A new bill up in a South Carolina House committee Tuesday would allow public officials to be charged with ethic violations even after they leave office.
Rep. Mike Sottile (R-Isle of Palms) is sponsoring the bill. He says there is currently a statute of limitations that prevents public officials from being punished for violations they committed more than four years ago.
Sottile’s bill would change the law so that a current official could be charged for any ethics violation they committed while in office, no matter how long ago. The statute of limitations would instead expire four years after the official left office.
“This is all about accountability,” Sottile told South Carolina Radio Network, “I think everybody that serves publicly should be accountable for what they do.”
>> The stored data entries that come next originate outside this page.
impl SessionStore {
    /// Creates an unauthenticated store over the given token backend.
    ///
    /// Persisted tokens are not read until [`SessionStore::begin_restore`].
    pub fn new(backend: Arc<dyn TokenStore>) -> Self {
        let (events, _) = broadcast::channel(EVENT_CAPACITY);
        Self {
            state: RwLock::new(SessionState::Unauthenticated),
            backend,
            gate: Mutex::new(()),
            events,
        }
    }

    fn read(&self) -> RwLockReadGuard<'_, SessionState> {
        self.state.read().unwrap_or_else(|poisoned| poisoned.into_inner())
    }

    fn write(&self) -> RwLockWriteGuard<'_, SessionState> {
        self.state.write().unwrap_or_else(|poisoned| poisoned.into_inner())
    }

    fn announce(&self, event: SessionEvent) {
        // No subscribers is fine.
        let _ = self.events.send(event);
    }

    /// Subscribe to session transitions.
    pub fn subscribe(&self) -> broadcast::Receiver<SessionEvent> {
        self.events.subscribe()
    }

    /// A copy of the current state.
    pub fn snapshot(&self) -> SessionState {
        self.read().clone()
    }

    pub fn is_authenticated(&self) -> bool {
        self.read().is_authenticated()
    }

    pub fn current_user(&self) -> Option<UserIdentity> {
        self.read().user().cloned()
    }

    /// Tokens of the logged-in user. `None` unless authenticated, so they
    /// are present exactly when [`SessionStore::current_user`] is.
    pub fn tokens(&self) -> Option<TokenPair> {
        match &*self.read() {
            SessionState::Authenticated { tokens, .. } => Some(tokens.clone()),
            _ => None,
        }
    }

    pub fn access_token(&self) -> Option<SecretString> {
        self.tokens().map(|t| t.access)
    }

    pub fn refresh_token(&self) -> Option<SecretString> {
        self.tokens().and_then(|t| t.refresh)
    }

    /// Tokens to send with requests: those of the logged-in user, or the
    /// persisted ones while they are being verified at startup.
    pub fn credentials(&self) -> Option<TokenPair> {
        self.read().tokens().cloned()
    }

    /// Installs a freshly issued session (login or registration).
    ///
    /// Tokens are persisted first; the in-memory state then switches to
    /// `Authenticated` in a single write. If persistence fails the previous
    /// state is kept and the error returned.
    pub async fn establish(
        &self,
        tokens: TokenPair,
        user: UserIdentity,
    ) -> Result<(), MedrentError> {
        let _gate = self.gate.lock().await;
        self.backend.save(&tokens).await?;

        *self.write() = SessionState::Authenticated {
            tokens,
            user: user.clone(),
        };
        info!(user_id = user.id, role = %user.role, "session established");
        self.announce(SessionEvent::LoggedIn(user));
        Ok(())
    }

    /// Loads persisted tokens and enters `Restoring` if any exist.
    ///
    /// Returns `true` when there is something to validate. An already
    /// authenticated store is left untouched and reports `true`.
    pub async fn begin_restore(&self) -> Result<bool, MedrentError> {
        let _gate = self.gate.lock().await;
        if self.read().is_authenticated() {
            return Ok(true);
        }

        match self.backend.load().await? {
            Some(tokens) => {
                *self.write() = SessionState::Restoring { tokens };
                debug!("restoring persisted session");
                Ok(true)
            }
            None => {
                *self.write() = SessionState::Unauthenticated;
                Ok(false)
            }
        }
    }

    /// Promotes a `Restoring` session to `Authenticated` with the verified
    /// identity. Fails with `AuthExpired` if the session was cleared while
    /// the identity was being fetched.
    pub async fn complete_restore(&self, user: UserIdentity) -> Result<(), MedrentError> {
        let _gate = self.gate.lock().await;
        let mut state = self.write();
        let tokens = match &*state {
            SessionState::Restoring { tokens } | SessionState::Authenticated { tokens, .. } => {
                tokens.clone()
            }
            SessionState::Unauthenticated => {
                return Err(MedrentError::AuthExpired(
                    "session was cleared during restore".into(),
                ));
            }
        };
        *state = SessionState::Authenticated {
            tokens,
            user: user.clone(),
        };
        drop(state);

        info!(user_id = user.id, "persisted session restored");
        self.announce(SessionEvent::LoggedIn(user));
        Ok(())
    }

    /// Replaces the access token (and the refresh token when rotated),
    /// leaving the identity untouched.
    ///
    /// Fails with `AuthExpired` when there is no session to update. A
    /// persistence failure is logged; the in-memory session still carries
    /// the new token.
    pub async fn replace_access(
        &self,
        access: String,
        rotated_refresh: Option<String>,
    ) -> Result<(), MedrentError> {
        let _gate = self.gate.lock().await;
        let updated = {
            let mut state = self.write();
            let next = match &*state {
                SessionState::Unauthenticated => {
                    return Err(MedrentError::AuthExpired(
                        "no session to refresh".into(),
                    ));
                }
                SessionState::Restoring { tokens } => SessionState::Restoring {
                    tokens: renewed(tokens, access, rotated_refresh),
                },
                SessionState::Authenticated { tokens, user } => SessionState::Authenticated {
                    tokens: renewed(tokens, access, rotated_refresh),
                    user: user.clone(),
                },
            };
            *state = next;
            state.tokens().cloned()
        };

        if let Some(tokens) = updated
            && let Err(e) = self.backend.save(&tokens).await
        {
            warn!(error = %e, "failed to persist refreshed access token");
        }
        debug!("access token replaced");
        self.announce(SessionEvent::TokenRefreshed);
        Ok(())
    }

    /// Swaps in a new identity snapshot for the logged-in user.
    pub async fn replace_user(&self, user: UserIdentity) -> Result<(), MedrentError> {
        let _gate = self.gate.lock().await;
        let mut state = self.write();
        let tokens = match &*state {
            SessionState::Authenticated { tokens, .. } => tokens.clone(),
            _ => {
                return Err(MedrentError::Unauthorized(
                    "cannot update the profile without a session".into(),
                ));
            }
        };
        *state = SessionState::Authenticated {
            tokens,
            user: user.clone(),
        };
        drop(state);

        self.announce(SessionEvent::ProfileUpdated(user));
        Ok(())
    }

    /// Drops the session in memory and on disk.
    ///
    /// The in-memory state is cleared before the backend is touched, so a
    /// failing backend can never leave live credentials in the process. The
    /// backend error, if any, is still returned.
    pub async fn clear(&self, reason: ClearReason) -> Result<(), MedrentError> {
        let _gate = self.gate.lock().await;
        let was_present = {
            let mut state = self.write();
            let present = state.tokens().is_some();
            *state = SessionState::Unauthenticated;
            present
        };

        let persisted = self.backend.clear().await;
        if let Err(e) = &persisted {
            warn!(error = %e, "failed to remove persisted tokens");
        }

        match reason {
            ClearReason::Logout => {
                info!("session cleared by logout");
                self.announce(SessionEvent::LoggedOut);
            }
            ClearReason::AuthFailure(reason) => {
                if was_present {
                    warn!(%reason, "session cleared, login required");
                }
                self.announce(SessionEvent::LoginRequired { reason });
            }
        }
        persisted
    }
}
Sottile said he drafted the bill in 2010 after learning about an investigation into Mount Pleasant town councilman Paul Gawrych. Acting on a former councilmember’s complaint, the State Ethics Commission looked into whether Gawrych had a conflict of interest in voting and lobbying for road projects that benefitted his asphalt company from 2004 to 2007. The Ethics Commission cleared Gawrych of any intentional wrongdoing, but warned him to be careful in the future.
Sottile said the new law, if passed, would also cover government employees, on top of elected officials.
The bill will be up in the House Judiciary Committee Tuesday. It received a favorable report last week from a Judiciary subcommittee.